Annie Woud

Uit Wikipedia, de vrije encyclopedie
Burgemeester Cremers en Annie Woud (17 december 1956)

Anna Catharina (Annie) Woud (Haarlem, 21 september 1901- Haarlem, 27 januari 1989) was een Nederlands alt.

Ze was dochter van Aagje Koppenol en bankwerker Gerrit Woud, wonende aan de Linschoterstraat 23. Zelf bleef ze ongehuwd.

Ze kreeg haar opleiding in Haarlem bij Amalia Schuil-Hol. Ze had een vervolgstudie bij de Weense zangpedagoge Irene Schlemmer-Ambros. Al tijdens de studie vonden haar eerste optredens plaats. Het Haarlem's Dagblad van 30 december 1918 maakte al melding van haar naam voor een optreden op Nieuwjaarsavond in het gebouw "Zang en Vriendschap" te Haarlem. In 1922 stond ze samen met diverse koren onder leiding van Piet Hespe en Willem Hespe in het Haarlemse Concertgebouw. In 1925 zong ze tijdens een concert in haar geboorteplaats; in 1926 soleerde ze bij de Bach-vereniging samen met de Haarlemsche Orkestvereeniging onder leiding van Nico Gerharz. Uiteraard zong ze ook in Wenen en dan nog wel in de première in 1929 van Symfonie nr. 8 van Gustav Mahler. Als zangeres trok ze heel West-Europa door, ze was in 1946 zelfs te bewonderen in Zuid-Afrika. Ze was gespecialiseerd in het oratoriumrepertoire en met name de Matthäus-Passion van Johann Sebastian Bach, zowel in de Grote kerk in Naarden als in het Concertgebouw in Amsterdam. Een van haar lievelingswerken was de Altrhapsodie van Johannes Brahms

In aanvulling op haar optredens gaf ze zelf zangles aan de muziekschool van Leiden. Een van haar leerlingen was prinses Christina der Nederlanden. Voorts nam ze zitting in jury’s bij zangwedstrijden. Tussen 1928 en 1954 zong ze 79 met het Concertgebouworkest. Ze zong onder leiding van nationale en internationale dirigenten: Hubert Cuypers, Fred. J. Roeske, Pierre Monteux, Anthon van der Horst, Theo van der Bijl, Willem Mengelberg, Eduard van Beinum, Bruno Walter, Antoon Krelage, Willem van Otterloo, Hein Jordans, Erich Kleiber, George Szell en Rafael Kubelik. Vanaf 1956 was ze na een afscheidstournee niet meer op podia te vinden. Haar laatste concert vond plaats in Haarlem; in het comité voor haar huldiging hadden vooraanstaande personen uit de muziekwereld plaats zoals dirigent Marinus Adam, Eduard Flipse, Karel Philippus Bernet Kempers etc.; voorzitter was burgemeester Oscar Cremers. Ook kinderboekenschrijver J.B. Schuil (echtgenoot van Amalia Jacoba Hol) sprak haar toe.
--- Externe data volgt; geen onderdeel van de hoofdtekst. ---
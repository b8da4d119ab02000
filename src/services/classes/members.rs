use std::sync::Arc;

use actix_web::{HttpRequest, HttpResponse, Result as ActixResult};
use tracing::info;

use super::ClassService;
use crate::errors::{GradebookError, Result};
use crate::middlewares::RequireJWT;
use crate::models::{
    ApiResponse,
    class_users::{
        entities::{ClassUser, ClassUserRole},
        requests::NewClassUser,
    },
    classes::{requests::AddUserToClassRequest, responses::ClassRoleResponse},
    users::entities::{User, UserRole},
};
use crate::storage::Storage;

pub async fn handle_add_user_to_class(
    service: &ClassService,
    request: &HttpRequest,
    body: AddUserToClassRequest,
) -> ActixResult<HttpResponse> {
    let user = RequireJWT::current_user(request)?;
    let storage = service.get_storage(request)?;

    let member = add_user_to_class(&storage, &user, body).await?;
    Ok(ApiResponse::created(member, "Add user to class successfully").into_response())
}

pub async fn handle_list_class_users(
    service: &ClassService,
    request: &HttpRequest,
    class_id: i64,
) -> ActixResult<HttpResponse> {
    let storage = service.get_storage(request)?;
    let members = storage.list_class_members(class_id).await?;
    Ok(ApiResponse::success(members, "Success").into_response())
}

pub async fn handle_list_user_classes(
    service: &ClassService,
    request: &HttpRequest,
) -> ActixResult<HttpResponse> {
    let user = RequireJWT::current_user(request)?;
    let storage = service.get_storage(request)?;
    let classes = storage.list_user_classes(user.id).await?;
    Ok(ApiResponse::success(classes, "Successfully").into_response())
}

pub async fn handle_get_class_role(
    service: &ClassService,
    request: &HttpRequest,
    class_id: i64,
) -> ActixResult<HttpResponse> {
    let user = RequireJWT::current_user(request)?;
    let storage = service.get_storage(request)?;
    let role = get_class_role(&storage, class_id, user.id).await?;
    Ok(ApiResponse::success(role, "Successfully").into_response())
}

/// 教师（或管理员）向班级添加成员
pub async fn add_user_to_class(
    storage: &Arc<dyn Storage>,
    requester: &User,
    body: AddUserToClassRequest,
) -> Result<ClassUser> {
    if storage.get_class_by_id(body.class_id).await?.is_none() {
        return Err(GradebookError::not_found("Class not found"));
    }

    if requester.role != UserRole::Admin {
        let is_teacher = storage
            .get_class_user(requester.id, body.class_id)
            .await?
            .is_some_and(|m| m.is_teacher());
        if !is_teacher {
            return Err(GradebookError::authorization(
                "Only teachers of this class can add members",
            ));
        }
    }

    if storage.get_user_by_id(body.user_id).await?.is_none() {
        return Err(GradebookError::not_found("User not found"));
    }

    let student_id = body
        .student_id
        .map(|s| s.trim().to_string())
        .filter(|s| !s.is_empty());
    if let Some(student_id) = &student_id
        && body.role == ClassUserRole::Student
        && storage
            .get_class_user_by_student_id(body.class_id, student_id)
            .await?
            .is_some()
    {
        return Err(GradebookError::conflict("Student ID is already used in this class"));
    }

    let member = storage
        .add_class_user(NewClassUser {
            user_id: body.user_id,
            class_id: body.class_id,
            role: body.role,
            student_id,
        })
        .await?;
    info!(
        "User {} added to class {} as {}",
        member.user_id, member.class_id, member.role
    );
    Ok(member)
}

/// 当前用户在班级中的角色
pub async fn get_class_role(
    storage: &Arc<dyn Storage>,
    class_id: i64,
    user_id: i64,
) -> Result<ClassRoleResponse> {
    let member = storage
        .get_class_user(user_id, class_id)
        .await?
        .ok_or_else(|| GradebookError::not_found("You are not a member of this class"))?;

    Ok(ClassRoleResponse {
        class_id,
        role: member.role,
        student_id: member.student_id,
    })
}

#[cfg(test)]
mod tests {
    use super::*;
    use crate::models::classes::requests::CreateClassRequest;
    use crate::services::testing::{create_user, memory_storage};

    async fn setup() -> (Arc<dyn Storage>, User, i64) {
        let storage = memory_storage().await;
        let teacher_id = create_user(&storage, "t@x.com").await;
        let teacher = storage.get_user_by_id(teacher_id).await.unwrap().unwrap();
        let class = storage
            .create_class(
                teacher_id,
                CreateClassRequest {
                    name: "Physics".to_string(),
                    title: "Physics 101".to_string(),
                    description: None,
                    subject: None,
                },
            )
            .await
            .unwrap();
        (storage, teacher, class.id)
    }

    fn add(user_id: i64, class_id: i64, student_id: Option<&str>) -> AddUserToClassRequest {
        AddUserToClassRequest {
            user_id,
            class_id,
            role: ClassUserRole::Student,
            student_id: student_id.map(str::to_string),
        }
    }

    #[actix_web::test]
    async fn test_teacher_adds_student_once() {
        let (storage, teacher, class_id) = setup().await;
        let student = create_user(&storage, "s@x.com").await;

        let member = add_user_to_class(&storage, &teacher, add(student, class_id, Some("S01")))
            .await
            .unwrap();
        assert_eq!(member.student_id.as_deref(), Some("S01"));

        let err = add_user_to_class(&storage, &teacher, add(student, class_id, None))
            .await
            .unwrap_err();
        assert_eq!(err.code(), "E013");

        let role = get_class_role(&storage, class_id, student).await.unwrap();
        assert_eq!(role.role, ClassUserRole::Student);
        assert_eq!(storage.list_class_members(class_id).await.unwrap().len(), 2);
    }

    #[actix_web::test]
    async fn test_student_cannot_add_members() {
        let (storage, teacher, class_id) = setup().await;
        let student_id = create_user(&storage, "s@x.com").await;
        let other = create_user(&storage, "o@x.com").await;
        add_user_to_class(&storage, &teacher, add(student_id, class_id, Some("S01")))
            .await
            .unwrap();

        let student = storage.get_user_by_id(student_id).await.unwrap().unwrap();
        let err = add_user_to_class(&storage, &student, add(other, class_id, None))
            .await
            .unwrap_err();
        assert_eq!(err.code(), "E011");
    }

    #[actix_web::test]
    async fn test_student_id_unique_within_class() {
        let (storage, teacher, class_id) = setup().await;
        let a = create_user(&storage, "a@x.com").await;
        let b = create_user(&storage, "b@x.com").await;
        add_user_to_class(&storage, &teacher, add(a, class_id, Some("S01")))
            .await
            .unwrap();

        let err = add_user_to_class(&storage, &teacher, add(b, class_id, Some(" S01 ")))
            .await
            .unwrap_err();
        assert_eq!(
            err,
            GradebookError::conflict("Student ID is already used in this class")
        );
    }

    #[actix_web::test]
    async fn test_role_of_non_member_is_not_found() {
        let (storage, _, class_id) = setup().await;
        let outsider = create_user(&storage, "x@x.com").await;
        let err = get_class_role(&storage, class_id, outsider).await.unwrap_err();
        assert_eq!(err.code(), "E012");
    }
}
Voor haar activiteiten werd Annie Woud benoemd tot ridder in de Orde van Oranje-Nassau. Haar stem is middels een beperkt aantal opnamen bewaard gebleven.

Ze overleed in het verzorgingstehuis Huize de Beuk. Ze werd gecremeerd op Westerveld. Haar rouwadvertentie vermeldde de tekst "Remember me, but forget my fate" uit Dido and Aeneas van Henry Purcell. Het is een verwijzing naar haar vergeetachtigheid de laatste jaren; ze herinnerde volgens een In Memoriam in Trouw haar eigen zangcarrière nauwelijks.

Na haar afscheid kwam haar naam alleen nog naar voren wanneer een van haar leerlingen of collegae afscheid namen of zelf overleden, met name Jo Vincent.